When Harish Mehta, founder of Onward Technologies Ltd, returned from the US in the 1970s, he struggled because India's policy framework for the technology sector was just starting to crystallize. In his recent book The Maverick Effect (Harper Collins, 2022), Mehta shares hilarious incidents such as stapler pins being put through floppy disks.
There were language problems, too, as the vocabulary for all things tech and tech business was still growing rapidly. In terms of communication and technical vocabulary back then, there was another problem - linguistic states. Each state had a mother tongue, and unless you spoke the language, it could be hard to break into the inner circle of trading and business.
Thankfully, some industries that have flourished both at the domestic front as well as overseas, began to work around these hurdles. English became the de facto choice for speakers of Telugu, Kannada, Hindi, Bengali, Gujarati... to connect at work.
Thankfully also, this didn't mean an erasure of difference or diversity altogether. We each brought to the mix cultural nuances, accents and words that had no equivalent in English.
Tapping in
To be sure, different dialects and accents can be seen in other languages too.
That’s one of the things that Ahmedabad-based German language teacher Ronak Vaidya, who founded the Ahmedabad School of Linguistics (ASL) in 2017, helps people crack when he trains them for the language test they need to take in order to seek migration abroad.

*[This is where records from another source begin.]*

use image::RgbImage;
use rayon::prelude::*;

use crate::foundation::color::clamp_f32;
use crate::foundation::pixel::mul_div255;

/// Per-row black coverage for the matte band and the fade ramp above it.
///
/// Rows at or below `matte_start` are 255; rows in `[fade_start, matte_start)` ramp linearly
/// from 0 upwards; rows above the fade are 0.
pub fn matte_fade_rows(height: u32, matte_height_ratio: f32, fade_height_ratio: f32) -> Vec<u8> {
    let matte_ratio = clamp_f32(matte_height_ratio, 0.0, 0.5);
    let fade_ratio = clamp_f32(fade_height_ratio, 0.0, 0.5);

    let matte_h = (height as f32 * matte_ratio) as u32;
    let fade_h = (height as f32 * fade_ratio) as u32;
    let matte_start = height - matte_h.min(height);
    let fade_start = matte_start.saturating_sub(fade_h);

    (0..height)
        .map(|y| {
            if y >= matte_start {
                255
            } else if y >= fade_start {
                let t = (y - fade_start) as f32 / fade_h.max(1) as f32;
                (255.0 * t) as u8
            } else {
                0
            }
        })
        .collect()
}

/// Darken the bottom of the poster into a solid matte with an optional fade ramp above it.
/// Both ratios at zero return the input untouched.
pub fn apply_matte_fade(
    img: RgbImage,
    matte_height_ratio: f32,
    fade_height_ratio: f32,
) -> RgbImage {
    let height = img.height();
    let rows = matte_fade_rows(height, matte_height_ratio, fade_height_ratio);
    if rows.iter().all(|&a| a == 0) {
        return img;
    }
    tracing::debug!(matte_height_ratio, fade_height_ratio, "apply matte/fade");

    let mut img = img;
    let stride = img.width() as usize * 3;
    if stride == 0 {
        return img;
    }
    img.par_chunks_mut(stride)
        .zip(rows.par_iter())
        .for_each(|(row, &alpha)| match alpha {
            0 => {}
            255 => row.fill(0),
            a => {
                let keep = 255 - u16::from(a);
                for c in row.iter_mut() {
                    *c = mul_div255(u16::from(*c), keep);
                }
            }
        });
    img
}

#[cfg(test)]
#[path = "../../tests/unit/effects/matte.rs"]
mod tests;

Vaidya points out how there has been a steady rise of Indian professionals going to Germany since the 2000s because of the IT boom as well as the free access to public education in Germany.

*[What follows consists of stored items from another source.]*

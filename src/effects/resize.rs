use image::imageops::{self, FilterType};
use image::{DynamicImage, RgbImage};

/// Scale `src` so it fully covers `target_w`×`target_h`, apply the extra `zoom`, then
/// center-crop. The result is always exactly the target size.
///
/// With `zoom < 1` the scaled image no longer covers the target; the uncovered margin is black.
pub fn resize_cover(src: &DynamicImage, target_w: u32, target_h: u32, zoom: f32) -> RgbImage {
    let (w, h) = (src.width(), src.height());
    if w == 0 || h == 0 {
        // Nothing to stretch; an empty source covers as solid black.
        return RgbImage::new(target_w, target_h);
    }

    let base_scale = (target_w as f64 / w as f64).max(target_h as f64 / h as f64);
    let zoom = if zoom.is_finite() { zoom.max(0.01) } else { 1.0 };
    let scale = base_scale * f64::from(zoom);

    let new_w = ((w as f64) * scale).round().max(1.0) as u32;
    let new_h = ((h as f64) * scale).round().max(1.0) as u32;

    let rgb = src.to_rgb8();
    let resized = if (new_w, new_h) == (w, h) {
        rgb
    } else {
        imageops::resize(&rgb, new_w, new_h, FilterType::Lanczos3)
    };
    if (new_w, new_h) == (target_w, target_h) {
        return resized;
    }

    let mut out = RgbImage::new(target_w, target_h);
    let x = (i64::from(target_w) - i64::from(new_w)) / 2;
    let y = (i64::from(target_h) - i64::from(new_h)) / 2;
    imageops::replace(&mut out, &resized, x, y);
    out
}

#[cfg(test)]
#[path = "../../tests/unit/effects/resize.rs"]
mod tests;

“The real challenge for Indians who know German is in navigating standard German that is spoken in Germany versus the dialectic German that is spoken in Austria and Switzerland,” says Vaidya, who has a master's in the philosophy of the mind and the philosophy of language from Gujarat University.
Vaidya adds, learners of new languages are not supposed to unlearn or scrap knowledge of their mother tongue from their minds. “It is your asset. It is not your liability,” he says.
When children learn a language, the brain creates a fresh neural pathway. Vaidya adds, “When adults do (this), they learn it in a totally different way. The understanding of the new language gets adjusted into existing neural pathways that were created when they learned the prior languages.”
This learning process can lead to “language mixing”, and migration as well as cultural contact are for the way languages continue to evolve in a healthy way all over the world.
Linguistic racism as well as negative interpretations of such a language change can stall a person's growth. Unfortunately, instances of this kind of discrimination abound - such as when we don't make an effort to understand someone's heavily accented English, subjecting the person to humiliation and hurt instead.
It makes social and cultural biases and fears creep in as well as inhibition, stagnation, and also the extinction of a language and a culture. Many Indians, for instance, still tend to refrain from travelling to other ‘non-English’ countries in Europe and South East Asia without hiring an expensive travel escort who does all the communication for them because the popular perception is: “You won’t be able to communicate with anyone there,” as they’ll tell you. But that’s far from the truth. There are as many Asians and Europeans speaking comprehensible English around these countries today as there are Indian English speakers in India speaking their own variations of English.
Students at the Ahmedabad School of Linguistics.
Where there is business, there's a way
Vikasraj Juneja, a diamond trader and gemologist from Surat who supplies jewellery all over India, says the Four “Cs”—cut, clarity, carat, and carat size—are understood everywhere in the diamond trade. “That is the only parameter that we need to know in terms of what colour and clarity you want and what sizes you want,” he says.
This makes it easy for him and his trading fraternity to understand buyers’ specifications, regardless of what language is spoken. Language is thus not really a barrier for Juneja except for perhaps in places where Hindi and English are not spoken at all. “In the South, locals hold their mother tongue at a very high standard, and it is a matter of pride and ego for them, as they do not like to converse in any language other than their own mother tongue,” he says.
But with the rise of e-commerce and access to online shopping, a large part of the linguistic difficulties between different speakers in the supply chain are being bridged.
Given these factors, English is now the de facto language that diamond traders like Juneja use around Gujarat. “A majority of the global diamond deals take place from Surat,” emphasises Juneja.
Cultural assertions
Linguists have often studied the varieties of English and have found that there are a million dialects of English all over the world, some of which are standardised and recognised and some of which are still undocumented and informal.
No two communities on this planet speak in the same way, and there isn’t any one kind of English, or even, for that matter, any one kind of Hindi or any one kind of Gujarati. The mark of a successful language lies in its subversion, corruption, and subsequent diversification. The more it travels to new lands, the more power it acquires.